Growth-rate-dependent partitioning of RNA polymerases in bacteria

Physiological changes that result in changes in bacterial gene expression are often accompanied by changes in the growth rate for fast adapting enteric bacteria. Because the availability of RNA polymerase (RNAP) in cells depends on the growth rate, transcriptional control involves not only the regulation of promoters, but also depends on the available (or free) RNAP concentration, which is difficult to quantify directly. Here, we develop a simple physical model describing the partitioning of cellular RNAP into different classes: RNAPs transcribing mRNA and ribosomal RNA (rRNA), RNAPs nonspecifically bound to DNA, free RNAP, and immature RNAP. Available experimental data for Escherichia coli allow us to determine the 2 unknown parameters of the model and hence deduce the free RNAP concentration at different growth rates.
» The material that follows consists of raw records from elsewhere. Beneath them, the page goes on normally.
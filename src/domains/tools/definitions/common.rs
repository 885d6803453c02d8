//! Common utilities shared across the campus tools.
//!
//! Result builders, argument parsing and the small normalizations every
//! query tool applies to its inputs.

use rmcp::{
    ErrorData as McpError,
    model::{CallToolResult, Content, JsonObject},
};
use schemars::JsonSchema;
use serde::{Serialize, de::DeserializeOwned};
use tracing::{error, warn};

use crate::core::db::{Record, StoreError};
#[cfg(feature = "http")]
use crate::domains::tools::ToolError;

/// Structured payload of every record-list tool.
#[derive(Debug, Clone, Serialize, JsonSchema)]
pub struct RecordList {
    /// Number of records returned.
    pub count: usize,
    /// Matching rows, column name to value.
    pub records: Vec<Record>,
}

/// Treat a missing or empty optional argument the same way.
pub fn non_empty(value: Option<&str>) -> Option<&str> {
    value.filter(|s| !s.is_empty())
}

/// Deserialize tool arguments into a params struct.
pub fn parse_arguments<P: DeserializeOwned>(args: JsonObject) -> Result<P, McpError> {
    serde_json::from_value(serde_json::Value::Object(args))
        .map_err(|e| McpError::invalid_params(e.to_string(), None))
}

/// Deserialize HTTP tool arguments into a params struct.
#[cfg(feature = "http")]
pub fn parse_http_arguments<P: DeserializeOwned>(
    arguments: serde_json::Value,
) -> Result<P, ToolError> {
    serde_json::from_value(arguments).map_err(|e| ToolError::invalid_arguments(e.to_string()))
}

/// Serialize a tool result for the HTTP transport, keeping `structuredContent`.
#[cfg(feature = "http")]
pub fn to_http_value(result: &CallToolResult) -> Result<serde_json::Value, ToolError> {
    serde_json::to_value(result).map_err(|e| ToolError::internal(e.to_string()))
}

/// Create an error result with a formatted message.
pub fn error_result(message: &str) -> CallToolResult {
    warn!("{}", message);
    CallToolResult::error(vec![Content::text(message.to_string())])
}

/// Create an error result for a failed store call.
pub fn store_error_result(action: &str, err: &StoreError) -> CallToolResult {
    match err {
        StoreError::MissingConfig => error_result(&err.to_string()),
        StoreError::Database(_) => {
            error!("{} failed: {}", action, err);
            CallToolResult::error(vec![Content::text(format!("Failed to {}: {}", action, err))])
        }
    }
}

/// Create a success result carrying a text summary and structured content.
pub fn structured_result<T: Serialize>(summary: String, data: &T) -> CallToolResult {
    match serde_json::to_value(data) {
        Ok(structured) => CallToolResult {
            content: vec![Content::text(summary)],
            structured_content: Some(structured),
            is_error: Some(false),
            meta: None,
        },
        Err(e) => error_result(&format!("Failed to serialize result: {}", e)),
    }
}

/// Create a success result for a list of records.
///
/// The records are repeated as a JSON text block for clients that ignore
/// structured content.
pub fn records_result(summary: String, records: Vec<Record>) -> CallToolResult {
    let list = RecordList {
        count: records.len(),
        records,
    };
    let mut result = structured_result(summary, &list);
    if result.is_error != Some(true) {
        match serde_json::to_string_pretty(&list.records) {
            Ok(json) => result.content.push(Content::text(json)),
            Err(e) => warn!("Could not render records as text: {}", e),
        }
    }
    result
}

/// Summary line for a record list, e.g. `Found 3 meal(s) matching 'lunch'`.
pub fn found_summary(count: usize, noun: &str, criteria: &str) -> String {
    if count == 0 {
        format!("No {} found for {}", noun, criteria)
    } else {
        format!("Found {} {}(s) for {}", count, noun, criteria)
    }
}


#[cfg(test)]
mod tests {
    use super::test_support::*;
    use super::*;
    use serde_json::json;

    #[test]
    fn test_non_empty() {
        assert_eq!(non_empty(Some("202012345")), Some("202012345"));
        assert_eq!(non_empty(Some("")), None);
        assert_eq!(non_empty(None), None);
    }

    #[test]
    fn test_records_result_shape() {
        let mut row = Record::new();
        row.insert("title".into(), json!("수강신청 안내"));
        let result = records_result("Found 1 notice(s)".into(), vec![row]);

        assert!(!is_error(&result));
        assert_eq!(first_text(&result), "Found 1 notice(s)");
        assert_eq!(result.content.len(), 2);

        let structured = structured(&result);
        assert_eq!(structured["count"], 1);
        assert_eq!(structured["records"][0]["title"], "수강신청 안내");
    }

    #[test]
    fn test_found_summary() {
        assert_eq!(found_summary(0, "exam", "'x'"), "No exam found for 'x'");
        assert_eq!(found_summary(2, "exam", "'x'"), "Found 2 exam(s) for 'x'");
    }

    #[test]
    fn test_store_error_result_missing_config() {
        let result = store_error_result("insert schedule", &StoreError::MissingConfig);
        assert!(is_error(&result));
        assert!(first_text(&result).contains("DB env vars not set"));
    }

    #[test]
    fn test_parse_arguments_rejects_missing_field() {
        #[derive(serde::Deserialize)]
        #[allow(dead_code)]
        struct P {
            keyword: String,
        }
        let err = parse_arguments::<P>(JsonObject::new()).err().unwrap();
        assert!(err.message.contains("keyword"));
    }
}
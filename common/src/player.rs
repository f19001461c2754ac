use crate::PhysicsError;
use serde::{Deserialize, Serialize};

/// The input of a player for one frame.
///
/// Built once per frame by the input layer; the physics never reads devices directly.
#[derive(Debug, Clone, Copy, Default, PartialEq)]
pub struct PlayerInput {
    pub key_move_forward: bool,
    pub key_move_left: bool,
    pub key_move_backward: bool,
    pub key_move_right: bool,
    /// Ascend while flying
    pub key_move_up: bool,
    /// Descend while flying
    pub key_move_down: bool,
    /// The jump key went down during this frame
    pub jump_pressed: bool,
    /// Mouse movement since the last frame, in pixels
    pub mouse_delta: (f64, f64),
}

/// How inputs are turned into movement
#[derive(Debug, Clone, Copy, PartialEq, Serialize, Deserialize)]
#[serde(default)]
pub struct MovementPolicy {
    /// Horizontal speed when walking, in blocks/s
    pub walk_speed: f64,
    /// Speed when flying, in blocks/s
    pub fly_speed: f64,
    /// Degrees per pixel of mouse movement
    pub mouse_sensitivity: f64,
    /// Maximum pitch of the camera, in degrees
    pub max_pitch: f64,
}

impl Default for MovementPolicy {
    fn default() -> Self {
        Self {
            walk_speed: 5.0,
            fly_speed: 8.0,
            mouse_sensitivity: 0.1,
            max_pitch: 89.0,
        }
    }
}

impl MovementPolicy {
    pub fn validate(&self) -> Result<(), PhysicsError> {
        let non_negative = |v: f64| v.is_finite() && v >= 0.0;
        if !non_negative(self.walk_speed) || !non_negative(self.fly_speed) {
            return Err(PhysicsError::InvalidConfig("speeds must be finite and non-negative"));
        }
        if !self.mouse_sensitivity.is_finite() {
            return Err(PhysicsError::InvalidConfig("mouse sensitivity must be finite"));
        }
        if !(self.max_pitch >= 0.0 && self.max_pitch < 90.0) {
            return Err(PhysicsError::InvalidConfig("max pitch must be in [0, 90)"));
        }
        Ok(())
    }
}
The results allow us to predict the growth-rate dependence of the activities of constitutive (unregulated) promoters, and to disentangle the growth-rate-dependent regulation of promoters (e.g., the promoters of rRNA operons) from changes in transcription due to changes in the free RNAP concentration at different growth rates. Our model can quantitatively account for the observed changes in gene expression patterns in mutant E. coli strains with altered levels of RNAP expression without invoking additional parameters. Applying our model to the case of the stringent response after amino acid starvation, we can evaluate the plausibility of various scenarios of passive transcriptional control proposed to account for the observed changes in the expression of rRNA and biosynthetic operons.